I can’t describe the relief when I started working with a therapist who said - ‘I wasn’t a reliable witness’. I don’t want you to do anything until we’ve gone through the therapy process - then if you have to I’ll guide you every step of the way. It turned out my struggles weren’t about anyone else - ‘they’ were ME.
What followed was a messy and beautiful awakening. But most importantly, I found movement practices, meditation and breathwork - I found a way back INTO to my body, through breath and most importantly I rebuilt the trust and confidence in myself - and learnt how to regulate my nervous system. I also learned how to trust and work with my intuition.

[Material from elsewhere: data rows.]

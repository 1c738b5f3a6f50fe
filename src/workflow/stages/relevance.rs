use super::{reference_draft, StageContext};
use crate::error::{GenerationError, WorkflowError};
use crate::gates::assess_relevance;
use crate::prompts::relevance_prompt;
use crate::workflow::state::{StateDelta, Status, WorkflowState};

/// Advisory only: always advances to review.
pub(super) fn run(
    state: &WorkflowState,
    ctx: &mut StageContext<'_>,
) -> Result<StateDelta, WorkflowError> {
    let prompt = relevance_prompt(ctx.config, reference_draft(state), &state.draft);
    let assessment = match assess_relevance(ctx.client, &prompt, ctx.config.relevance) {
        Ok(assessment) => assessment,
        Err(GenerationError::Throttled { attempts }) => {
            let note = format!("Relevance check skipped: throttled after {attempts} attempts.");
            tracing::warn!(%note);
            return Ok(StateDelta {
                relevance: Some((None, note.clone())),
                ..StateDelta::to(Status::Reviewing).append_feedback(note)
            });
        }
        Err(err) => return Err(err.into()),
    };

    tracing::info!(score = ?assessment.score, pass = assessment.gate.pass, "relevance assessed");
    let delta = StateDelta {
        relevance: Some((assessment.score, assessment.note)),
        ..StateDelta::to(Status::Reviewing)
    };
    Ok(if assessment.gate.pass {
        delta
    } else {
        delta.append_feedback(assessment.gate.detail)
    })
}
//! Human boundary: multiline submissions and yes/no decisions.
use anyhow::{anyhow, Context, Result};
use std::io::{self, BufRead, Write};

/// Line that ends a multiline submission (case-insensitive).
pub const DONE_SENTINEL: &str = "//done";

/// Blocking source of input lines. `None` means the input is closed.
pub trait InputSource {
    fn next_line(&mut self) -> Result<Option<String>>;
    fn show(&mut self, text: &str) -> Result<()>;
}

pub trait HumanInput {
    /// Lines up to the sentinel or end of input, joined with newlines.
    fn collect_multiline_text(&mut self, prompt: &str) -> Result<String>;
    /// Re-asks until the answer is yes or no.
    fn collect_yes_no(&mut self, prompt: &str) -> Result<bool>;
    fn notify(&mut self, text: &str) -> Result<()>;
}

impl<S: InputSource> HumanInput for S {
    fn collect_multiline_text(&mut self, prompt: &str) -> Result<String> {
        self.show(&format!("{prompt}\n(finish with a line containing {DONE_SENTINEL})"))?;
        let mut lines = Vec::new();
        while let Some(line) = self.next_line()? {
            if line.trim().eq_ignore_ascii_case(DONE_SENTINEL) {
                break;
            }
            lines.push(line);
        }
        Ok(lines.join("\n").trim().to_string())
    }

    fn collect_yes_no(&mut self, prompt: &str) -> Result<bool> {
        loop {
            self.show(&format!("{prompt} (yes/no)"))?;
            let line = self
                .next_line()?
                .ok_or_else(|| anyhow!("input closed while waiting for yes/no answer"))?;
            match line.trim().to_ascii_lowercase().as_str() {
                "yes" | "y" => return Ok(true),
                "no" | "n" => return Ok(false),
                other => self.show(&format!("Please answer yes or no (got {other:?})."))?,
            }
        }
    }

    fn notify(&mut self, text: &str) -> Result<()> {
        self.show(text)
    }
}

/// Line-oriented console over any reader/writer pair.
pub struct Console<R: BufRead, W: Write> {
    reader: R,
    writer: W,
}

impl<R: BufRead, W: Write> Console<R, W> {
    pub fn new(reader: R, writer: W) -> Self {
        Self { reader, writer }
    }

    #[cfg(test)]
    pub fn into_writer(self) -> W {
        self.writer
    }
}

impl Console<io::StdinLock<'static>, io::Stderr> {
    /// Reads stdin and prompts on stderr, leaving stdout for the report.
    pub fn stdio() -> Self {
        Self::new(io::stdin().lock(), io::stderr())
    }
}

impl<R: BufRead, W: Write> InputSource for Console<R, W> {
    fn next_line(&mut self) -> Result<Option<String>> {
        let mut line = String::new();
        let read = self.reader.read_line(&mut line).context("read input line")?;
        if read == 0 {
            return Ok(None);
        }
        Ok(Some(line.trim_end_matches(['\n', '\r']).to_string()))
    }

    fn show(&mut self, text: &str) -> Result<()> {
        writeln!(self.writer, "{text}").context("write prompt")?;
        self.writer.flush().context("flush prompt")
    }
}
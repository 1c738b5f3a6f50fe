use super::StageContext;
use crate::error::{GenerationError, WorkflowError};
use crate::lm::{plain_text, ResponseShape, Structured};
use crate::prompts::classify_prompt;
use crate::util::preview;
use crate::workflow::state::{ContentCategory, StateDelta, Status, WorkflowState};
use serde::Deserialize;

pub const CLASSIFY_SHAPE: ResponseShape = ResponseShape {
    name: "classify",
    required_fields: &["content_type"],
    example: r#"{"content_type": "industry_news"}"#,
};

#[derive(Debug, Deserialize)]
struct ClassifyReply {
    content_type: String,
}

pub(super) fn run(
    state: &WorkflowState,
    ctx: &mut StageContext<'_>,
) -> Result<StateDelta, WorkflowError> {
    let prompt = classify_prompt(&state.draft);
    let label = match ctx
        .client
        .generate_structured::<ClassifyReply>(&prompt, &CLASSIFY_SHAPE)
    {
        Ok(Structured::Parsed(reply)) => reply.content_type,
        Ok(Structured::Degraded { raw, reason }) => {
            tracing::warn!(%reason, "classification reply degraded; trying raw label");
            plain_text(&raw)
        }
        Err(GenerationError::Throttled { attempts }) => {
            return Ok(back_to_intake(format!(
                "Classification was throttled after {attempts} attempts. \
Please resubmit the draft to try again."
            )));
        }
        Err(err) => return Err(err.into()),
    };

    match ContentCategory::parse(&label) {
        Some(category) => {
            tracing::info!(category = category.as_str(), "draft classified");
            Ok(StateDelta {
                content_category: Some(category),
                ..StateDelta::to(Status::Classified)
            })
        }
        None => Ok(back_to_intake(format!(
            "The draft could not be classified (got {:?}). Expected industry_news or personal. \
Please clarify the draft and resubmit.",
            preview(&label, 80)
        ))),
    }
}

fn back_to_intake(feedback: String) -> StateDelta {
    tracing::warn!(%feedback, "classification failed; returning to intake");
    StateDelta::to(Status::Intake).append_feedback(feedback)
}
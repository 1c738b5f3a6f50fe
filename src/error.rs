//! Typed failures for the refinement loop.
//!
//! Recoverable failures (throttling, malformed replies, score-parse misses)
//! are absorbed by the stages and turned into feedback. Only the variants of
//! [`WorkflowError`] and transport failures end a run early.
use thiserror::Error;

/// Failures reported by the generation client.
#[derive(Debug, Error)]
pub enum GenerationError {
    /// The backend was still throttled after the single retry.
    #[error("generation throttled after {attempts} attempts")]
    Throttled { attempts: u32 },

    /// The reply could not be parsed into the requested shape.
    #[error("malformed {shape} reply: {reason}")]
    Malformed {
        shape: &'static str,
        reason: String,
        raw: String,
    },

    /// The backend could not be reached or exited abnormally.
    #[error("generation backend failed: {0}")]
    Transport(#[source] anyhow::Error),
}

/// Fatal workflow failures.
#[derive(Debug, Error)]
pub enum WorkflowError {
    #[error("unhandled status '{status}': {reason}")]
    UnhandledStatus { status: String, reason: String },

    #[error(transparent)]
    Generation(#[from] GenerationError),

    #[error(transparent)]
    Other(#[from] anyhow::Error),
}

/// No score matcher recognized the reviewer text.
#[derive(Debug, Error)]
#[error("no score pattern matched reviewer text: {preview:?}")]
pub struct ScoreParseMiss {
    pub preview: String,
}
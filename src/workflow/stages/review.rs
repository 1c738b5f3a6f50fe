use super::{reference_draft, StageContext};
use crate::error::{GenerationError, WorkflowError};
use crate::gates::assess_editorial;
use crate::prompts::editorial_prompt;
use crate::workflow::state::{StateDelta, Status, WorkflowState};

pub(super) fn run(
    state: &WorkflowState,
    ctx: &mut StageContext<'_>,
) -> Result<StateDelta, WorkflowError> {
    let threshold = ctx.config.editorial;
    let prompt = editorial_prompt(ctx.config, reference_draft(state), &state.draft);
    let assessment = match assess_editorial(ctx.client, &prompt, threshold) {
        Ok(assessment) => assessment,
        Err(GenerationError::Throttled { attempts }) => {
            let note = format!(
                "Editorial review was throttled after {attempts} attempts; the draft was not reviewed."
            );
            tracing::warn!(%note);
            return Ok(StateDelta {
                review_entry: Some(note.clone()),
                ..StateDelta::to(Status::NeedsRevision).append_feedback(note)
            });
        }
        Err(err) => return Err(err.into()),
    };

    if assessment.gate.pass {
        let elapsed = state.elapsed();
        tracing::info!(
            score = assessment.score,
            degraded = assessment.degraded,
            elapsed_ms = ?elapsed.map(|d| d.as_millis()),
            "editor approved the draft"
        );
        return Ok(StateDelta {
            review_entry: Some(assessment.feedback.clone()),
            review_approved_after: elapsed,
            ..StateDelta::to(Status::AwaitingHumanApproval).reset_feedback(assessment.feedback)
        });
    }

    tracing::info!(
        score = assessment.score,
        degraded = assessment.degraded,
        "editor sent the draft back"
    );
    let reason = format!(
        "Editorial score {}/{}: {}",
        assessment.score, threshold.scale_max, assessment.feedback
    );
    Ok(StateDelta {
        review_entry: Some(assessment.feedback),
        rejection_reason: Some(reason),
        ..StateDelta::to(Status::NeedsRevision).append_feedback(assessment.gate.detail)
    })
}
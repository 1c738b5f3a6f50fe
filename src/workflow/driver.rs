use super::router::{route, Route, StageKind, Termination};
use super::stages::{run_stage, StageContext};
use super::state::WorkflowState;
use crate::config::WorkflowConfig;
use crate::error::WorkflowError;
use crate::human::HumanInput;
use crate::lm::GenerationClient;
use crate::report::RunReport;

/// Outcome of a single driver step.
#[derive(Debug, Clone, Copy, PartialEq, Eq)]
pub enum Step {
    Ran(StageKind),
    /// The hard cap was exceeded; the stage body was skipped.
    Forced(StageKind),
    Finished(Termination),
}

/// Owns one run: routes, applies the hard cap, runs stages, merges deltas.
pub struct Workflow<'a> {
    config: &'a WorkflowConfig,
    client: &'a GenerationClient,
    human: &'a mut dyn HumanInput,
    state: WorkflowState,
}

impl<'a> Workflow<'a> {
    pub fn new(
        config: &'a WorkflowConfig,
        client: &'a GenerationClient,
        human: &'a mut dyn HumanInput,
    ) -> Self {
        Self {
            config,
            client,
            human,
            state: WorkflowState::new(),
        }
    }

    pub fn state(&self) -> &WorkflowState {
        &self.state
    }

    pub fn step(&mut self) -> Result<Step, WorkflowError> {
        let stage = match route(&self.state, self.config)? {
            Route::Terminate(termination) => return Ok(Step::Finished(termination)),
            Route::Stage(stage) => stage,
        };

        let iteration = self.state.begin_stage();
        if iteration > self.config.caps.hard {
            tracing::warn!(
                iteration,
                hard_cap = self.config.caps.hard,
                %stage,
                "hard cap exceeded; forcing approval"
            );
            self.state.force_approval();
            return Ok(Step::Forced(stage));
        }

        tracing::info!(iteration, %stage, status = %self.state.status, "running stage");
        let mut ctx = StageContext {
            config: self.config,
            client: self.client,
            human: &mut *self.human,
        };
        let delta = run_stage(stage, &self.state, &mut ctx)?;
        self.state.apply(delta);
        tracing::debug!(iteration, status = %self.state.status, "stage merged");
        Ok(Step::Ran(stage))
    }

    pub fn run(mut self) -> Result<RunReport, WorkflowError> {
        let termination = loop {
            if let Step::Finished(termination) = self.step()? {
                break termination;
            }
        };
        tracing::info!(
            termination = termination.as_str(),
            iterations = self.state.iteration_count,
            "workflow finished"
        );
        Ok(RunReport::from_state(&self.state, termination))
    }
}

#[cfg(test)]
#[path = "driver_tests.rs"]
mod tests;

I slowly began to get more comfortable being more open and honest about my feelings, dreams and desires. My relationship got stronger, it helped me to communicate more openly and honestly with my family and it helped me to have more authentic friendships. It also led me to get in touch with my creativity and self expression.
My greatest desire is to share my experiences and help you find a deeper connection to yourself, whatever your age or life stage. To find the healing and compassion to be with - and welcome - all parts of yourself.
I’ve been teaching and practicing this method for 6 years and have worked with thousands of people over the years one to one, in groups, in businesses and at festivals and have 900+ hours teaching experience. I’m also part of the creative team at Wellbeing by The Lakes wellness festival in Dorset, leading large group breathwork experiences and co hosting the stage with Nasreen El Mariesh.